Una soluzione che permette di diversificare, investendo nei mercati pubblici e nei private market. I fondi di fondi sono sempre più diffusi fino a essere preferiti rispetto agli investimenti diretti. “Si tratta di strumenti che consentono di avere accesso a un mercato globale con ticket che hanno solitamente un range tra i 10 e i 20 milioni di euro. Il fondo di fondi, inoltre, permette di cogliere i megatrend a livello mondiale, garantendo un’elevata diversificazione del portafoglio sia a livello geografico che settoriale” ha spiegato Giacomo Stratta, fondatore amministratore delegato di Fenera & Partners sgr, intervenuto nel corso primo Forum digitale sui Private Market, organizzato da We Wealth.
I vantaggi di investire in un fondo di fondi non si limitano però alla sola diversificazione. “Un altro aspetto non marginale è che questi strumenti garantiscono un’efficienza fiscale ottimale, in quanto le società che li gestiscono agiscono come sostituto d’imposta”, ha continuato Stratta, che poi si è soffermato sulle strategie più interessanti nel perimetro del private equity. “Negli ultimi vent’anni mi sono specializzato nel selezionare gestori di buyout, la principale strategia di private equity che prevede l’acquisizione di un’azienda di media dimensione con l’ottica di farla crescere per poi rivenderla.

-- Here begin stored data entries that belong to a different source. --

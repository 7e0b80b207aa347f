//! Community detection
//!
//! Partitions the undirected projection of a citation network and labels
//! each community after its most central paper. Two strategies exist:
//! Louvain modularity optimisation (cargo feature `modularity`) and plain
//! connected components, which is always available.

mod components;
#[cfg(feature = "modularity")]
mod louvain;

pub use components::ConnectedComponents;
#[cfg(feature = "modularity")]
pub use louvain::Louvain;

use crate::graph::CitationGraph;
use crate::pagerank::PageRankScorer;
use citeforge_common::models::ClusteringStrategy;
use petgraph::graph::NodeIndex;
use serde::Serialize;
use std::collections::BTreeSet;

/// Key papers reported per cluster
pub const KEY_PAPER_LIMIT: usize = 3;

/// Longest title carried into a cluster name
const NAME_TITLE_LIMIT: usize = 50;

/// Undirected, simple view of a citation graph. Node `i` is the graph node
/// with handle index `i`.
#[derive(Debug, Clone, Default)]
pub struct Projection {
    pub nodes: usize,
    /// Distinct `(low, high)` pairs, no self-loops
    pub edges: Vec<(usize, usize)>,
}

impl Projection {
    pub fn from_graph(graph: &CitationGraph) -> Self {
        let edges: BTreeSet<(usize, usize)> = graph
            .edge_handles()
            .map(|(citing, cited)| (citing.index(), cited.index()))
            .filter(|(a, b)| a != b)
            .map(|(a, b)| (a.min(b), a.max(b)))
            .collect();

        Self {
            nodes: graph.node_count(),
            edges: edges.into_iter().collect(),
        }
    }
}

/// A partitioning algorithm over a projection
pub trait CommunityDetection: Send + Sync {
    fn strategy(&self) -> ClusteringStrategy;

    /// Disjoint groups covering every node, in a deterministic order
    fn partition(&self, projection: &Projection) -> Vec<Vec<usize>>;
}

/// Whether `strategy` is compiled into this build
pub fn is_available(strategy: ClusteringStrategy) -> bool {
    match strategy {
        ClusteringStrategy::Modularity => cfg!(feature = "modularity"),
        ClusteringStrategy::ConnectedComponents => true,
    }
}

/// Effective strategy for `preferred`, and whether it had to be substituted
pub fn resolve_strategy(preferred: ClusteringStrategy) -> (ClusteringStrategy, bool) {
    if is_available(preferred) {
        (preferred, false)
    } else {
        (ClusteringStrategy::ConnectedComponents, true)
    }
}

fn detector(strategy: ClusteringStrategy) -> Box<dyn CommunityDetection> {
    match resolve_strategy(strategy).0 {
        #[cfg(feature = "modularity")]
        ClusteringStrategy::Modularity => Box::new(Louvain::default()),
        _ => Box::new(ConnectedComponents),
    }
}

/// Highly ranked member of a cluster
#[derive(Debug, Clone, PartialEq)]
pub struct KeyPaper {
    pub id: String,
    pub title: String,
    pub score: f64,
}

/// A detected community
#[derive(Debug, Clone, PartialEq)]
pub struct Cluster {
    pub name: String,
    /// Member ids, shadow nodes included, in graph insertion order
    pub members: Vec<String>,
    pub key_papers: Vec<KeyPaper>,
}

impl Cluster {
    pub fn size(&self) -> usize {
        self.members.len()
    }
}

/// Report form of a cluster
#[derive(Debug, Clone, PartialEq, Serialize)]
#[serde(rename_all = "camelCase")]
pub struct ClusterSummary {
    pub name: String,
    pub size: usize,
    /// Titles of the key papers
    pub key_papers: Vec<String>,
}

impl From<&Cluster> for ClusterSummary {
    fn from(cluster: &Cluster) -> Self {
        Self {
            name: cluster.name.clone(),
            size: cluster.size(),
            key_papers: cluster.key_papers.iter().map(|p| p.title.clone()).collect(),
        }
    }
}

/// Detect clusters of size two or more, largest first
pub fn detect_clusters(graph: &CitationGraph, strategy: ClusteringStrategy) -> Vec<Cluster> {
    let projection = Projection::from_graph(graph);
    let detector = detector(strategy);
    let groups = detector.partition(&projection);

    tracing::debug!(
        strategy = %detector.strategy(),
        nodes = projection.nodes,
        edges = projection.edges.len(),
        communities = groups.len(),
        "Partitioned citation network"
    );

    let scorer = PageRankScorer::default();

    let mut clusters: Vec<(String, Cluster)> = groups
        .into_iter()
        .filter(|group| group.len() >= 2)
        .map(|mut group| {
            group.sort_unstable();
            let members: Vec<String> = group
                .iter()
                .map(|&i| graph.node(NodeIndex::new(i)).id.clone())
                .collect();

            let key_papers = key_papers(graph, &members, &scorer);
            let smallest = members.iter().min().cloned().unwrap_or_default();

            (
                smallest,
                Cluster {
                    name: String::new(),
                    members,
                    key_papers,
                },
            )
        })
        .collect();

    clusters.sort_by(|(a_min, a), (b_min, b)| {
        b.size().cmp(&a.size()).then_with(|| a_min.cmp(b_min))
    });

    clusters
        .into_iter()
        .enumerate()
        .map(|(position, (_, mut cluster))| {
            cluster.name = cluster_name(position + 1, &cluster.key_papers);
            cluster
        })
        .collect()
}

/// PageRank over the attributed members only
fn key_papers(graph: &CitationGraph, members: &[String], scorer: &PageRankScorer) -> Vec<KeyPaper> {
    let attributed = members
        .iter()
        .map(String::as_str)
        .filter(|id| graph.get(id).is_some_and(|node| node.is_attributed()));
    let subgraph = graph.subgraph(attributed);

    scorer
        .rank(&subgraph, KEY_PAPER_LIMIT)
        .into_iter()
        .filter_map(|ranked| {
            let title = subgraph.get(&ranked.id)?.title()?.to_string();
            Some(KeyPaper {
                id: ranked.id,
                title,
                score: ranked.score,
            })
        })
        .collect()
}

fn cluster_name(position: usize, key_papers: &[KeyPaper]) -> String {
    match key_papers.first() {
        Some(top) => format!("Cluster {}: {}", position, truncate_title(&top.title)),
        None => format!("Cluster {}: Unknown", position),
    }
}

fn truncate_title(title: &str) -> String {
    if title.chars().count() > NAME_TITLE_LIMIT {
        let head: String = title.chars().take(NAME_TITLE_LIMIT).collect();
        format!("{}...", head)
    } else {
        title.to_string()
    }
}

Dal 2017 in poi invece – come è diventato evidente che il mondo stava evolvendo rapidamente – ha preso piede il growth, settore che ha come sottostante principale aziende più piccole che crescono tantissimo attraverso la tecnologia”, ha commentato Stratta, che ha evidenziato come questo comparto sia arrivato a pesare per il 25% delle masse raccolte, contro il 35% del buyout.
Le altre due strategie di private equity che sembrano funzionare piuttosto bene sono il mercato secondario e i co-investimenti. “A livello tattico in tempi di crisi è molto interessante il mercato secondario, soprattutto quando presenta sconti a doppia cifra. I co-investimenti – investimenti fatti insieme ad uno dei gestori che si hanno in portafoglio – sono invece strumenti che danno un boost ai fondi di fondi senza intaccare quello che è il bello della diversificazione”, ha affermato Stratta che ha sottolineato come perché ciò avvenga bisogna essere selettivi e obiettivi: “Delle 80 circa opportunità di co-investimento che riceviamo all’anno ne scegliamo mediamente tre, il che ci ha consentito di avere un track-record del 40% all’anno in questa attività. Ma la nostra vera ricetta è che questo investimento non pesi più del 10% sul portafoglio, così da non vanificare il beneficio di diversificazione nell’eventualità di insuccesso”.
Per quanto riguarda le opportunità a livello geografico, il mercato sta invece sempre più rivolgendo la propria attenzione ad Oriente. “Noi investiamo il 35% delle masse raccolte in Asia e lo facciamo principalmente per un motivo. Negli ultimi vent’anni più di un miliardo di persone si sono trasferite in città dalle campagne. Nel mentre sono nate più di 180 città grandi come San Francisco e ora le città asiatiche con alme- no un milione di abitanti sono più di 300. Gli Stati Uniti e l’Europa contano rispettivamente solo 10 e 18 metropoli. Nel 2030 si prevede inoltre che 2/3 della classe media mondiale vivrà in Asia. È chiaro che tale fenomeno sta cambiando gli equilibri del consumo del mondo” ha spiegato Stratta che ha concluso “Il private equity servirà per assecondare le nuove esigenze dei consumatori asiatici, millennial dal consumo facile, che richiederanno sempre più servizi, per noi scontati, ma che ancora mancano: dalla sanità privata all’educazione”.